**EXERCISE:** Return the run of lines below that opens with the line containing "Self(id.into())" and closes with the line containing "pub struct IdentityKey(String);", keeping each one exact.

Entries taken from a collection
============================================================
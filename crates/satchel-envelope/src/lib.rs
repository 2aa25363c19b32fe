//! Three-layer envelope protocol for the relay transport
//!
//! When a token has to cross the public relay network, its metadata is
//! as sensitive as its content: relay operators must learn neither the
//! true sender nor the true send time. The envelope protocol hides both
//! with three nested records:
//!
//! 1. **Rumor** — the unsigned payload event, carrying the true
//!    timestamp. Never transmitted on its own.
//! 2. **Seal** — the serialized rumor, encrypted to the recipient and
//!    signed by the sender's real identity, with a backdated timestamp.
//! 3. **Wrap** — the serialized seal, encrypted to the recipient and
//!    signed by a single-use ephemeral keypair, also backdated. Only the
//!    wrap is published; only its `["p", recipient]` tag is visible to
//!    relays.
//!
//! The receive side runs the same pipeline in reverse behind a replay
//! cache, and treats every cryptographic or parse failure as non-fatal:
//! a hostile envelope is dropped, never allowed to stall the
//! subscription loop.

pub mod crypto;
pub mod gift_wrap;
pub mod seen_cache;
pub mod subscription;

pub use crypto::{ConversationKey, CryptoError};
pub use gift_wrap::{GiftWrapper, TokenTransferContent, TOKEN_TRANSFER_TYPE};
pub use seen_cache::SeenCache;
pub use subscription::SubscriptionWindow;
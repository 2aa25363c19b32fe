//! Identifier newtypes and the contact relationship record

use serde::{Deserialize, Serialize};
use std::fmt;

/// Short-range transport address of a peer (opaque, 16-char hex in
/// practice)
#[derive(Debug, Clone, PartialEq, Eq, Hash, PartialOrd, Ord, Serialize, Deserialize)]
pub struct PeerId(String);

impl PeerId {
    /// Create a peer id from its transport address string
    pub fn new(id: impl Into<String>) -> Self {
        Self(id.into())
    }

    /// Get the address string
    pub fn as_str(&self) -> &str {
        &self.0
    }
}

impl fmt::Display for PeerId {
    fn fmt(&self, f: &mut fmt::Formatter<'_>) -> fmt::Result {
        write!(f, "{}", self.0)
    }
}

impl From<&str> for PeerId {
    fn from(id: &str) -> Self {
        Self::new(id)
    }
}

impl From<String> for PeerId {
    fn from(id: String) -> Self {
        Self::new(id)
    }
}

/// Relay-network public identity (hex-encoded public key)
#[derive(Debug, Clone, PartialEq, Eq, Hash, PartialOrd, Ord, Serialize, Deserialize)]
pub struct IdentityKey(String);

impl IdentityKey {
    /// Create an identity from its hex encoding
    pub fn new(key: impl Into<String>) -> Self {
        Self(key.into())
    }

    /// Get the hex string
    pub fn as_str(&self) -> &str {
        &self.0
    }

    /// Raw identity bytes, if the encoding is valid hex
    pub fn to_bytes(&self) -> Option<Vec<u8>> {
        hex::decode(&self.0).ok()
    }
}

impl fmt::Display for IdentityKey {
    fn fmt(&self, f: &mut fmt::Formatter<'_>) -> fmt::Result {
        write!(f, "{}", self.0)
    }
}

impl From<&str> for IdentityKey {
    fn from(key: &str) -> Self {
        Self::new(key)
    }
}

impl From<String> for IdentityKey {
    fn from(key: String) -> Self {
        Self::new(key)
    }
}

/// Trust relationship with a peer, as reported by the contact directory
///
/// Relay fallback is gated on a mutual relationship with a known relay
/// identity: both sides must have favorited each other and the peer's
/// relay identity must be on file.
#[derive(Debug, Clone, PartialEq, Eq, Serialize, Deserialize)]
pub struct Relationship {
    /// We favorited them
    pub is_favorite: bool,
    /// They favorited us
    pub they_favorited_us: bool,
    /// The peer's relay-network identity, if known
    pub relay_identity: Option<IdentityKey>,
}

impl Relationship {
    /// Whether the relationship is bidirectional
    pub fn is_mutual(&self) -> bool {
        self.is_favorite && self.they_favorited_us
    }

    /// Whether this peer is eligible for relay fallback
    pub fn relay_eligible(&self) -> Option<&IdentityKey> {
        if self.is_mutual() {
            self.relay_identity.as_ref()
        } else {
            None
        }
    }
}
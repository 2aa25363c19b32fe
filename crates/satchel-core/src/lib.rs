//! Core types and collaborator traits for the Satchel delivery subsystem
//!
//! Satchel moves opaque bearer tokens between peers over whichever
//! transport is currently viable: a short-range mesh transport when the
//! recipient is nearby, a store-and-forward relay network as fallback,
//! and a local outbox when neither is available. This crate holds the
//! pieces every other satchel crate shares:
//!
//! - the [`TokenTransferRecord`] data model and its [`DeliveryStatus`]
//!   state machine,
//! - the unified [`SatchelError`] type,
//! - effect traits for the external collaborators (mesh transport, relay
//!   client, contact directory, token redemption),
//! - the signed [`RelayEvent`] record exchanged with the relay network.
//!
//! Implementations of the effect traits live outside this workspace
//! (platform adapters) or in `satchel-testkit` (in-memory doubles).

pub mod config;
pub mod effects;
pub mod errors;
pub mod event;
pub mod keys;
pub mod transfer;
pub mod types;

pub use config::{CacheConfig, EnvelopeConfig, RouterConfig};
pub use effects::{ContactDirectory, EventHandler, MeshTransport, RelayClient, TokenRedeemer};
pub use errors::{PublishError, RedemptionError, SatchelError, SatchelResult, TransportError};
pub use event::{EventId, RelayEvent, RelayFilter, KIND_GIFT_WRAP, KIND_RUMOR, KIND_SEAL};
pub use keys::IdentityKeypair;
pub use transfer::{DeliveryStatus, QueuedSend, TokenTransferRecord};
pub use types::{IdentityKey, PeerId, Relationship};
============================================================
**EXERCISE OUTPUT:**
        Self(id.into())
    }

    /// Get the address string
    pub fn as_str(&self) -> &str {
        &self.0
    }
}

impl fmt::Display for PeerId {
    fn fmt(&self, f: &mut fmt::Formatter<'_>) -> fmt::Result {
        write!(f, "{}", self.0)
    }
}

impl From<&str> for PeerId {
    fn from(id: &str) -> Self {
        Self::new(id)
    }
}

impl From<String> for PeerId {
    fn from(id: String) -> Self {
        Self::new(id)
    }
}

/// Relay-network public identity (hex-encoded public key)
#[derive(Debug, Clone, PartialEq, Eq, Hash, PartialOrd, Ord, Serialize, Deserialize)]
pub struct IdentityKey(String);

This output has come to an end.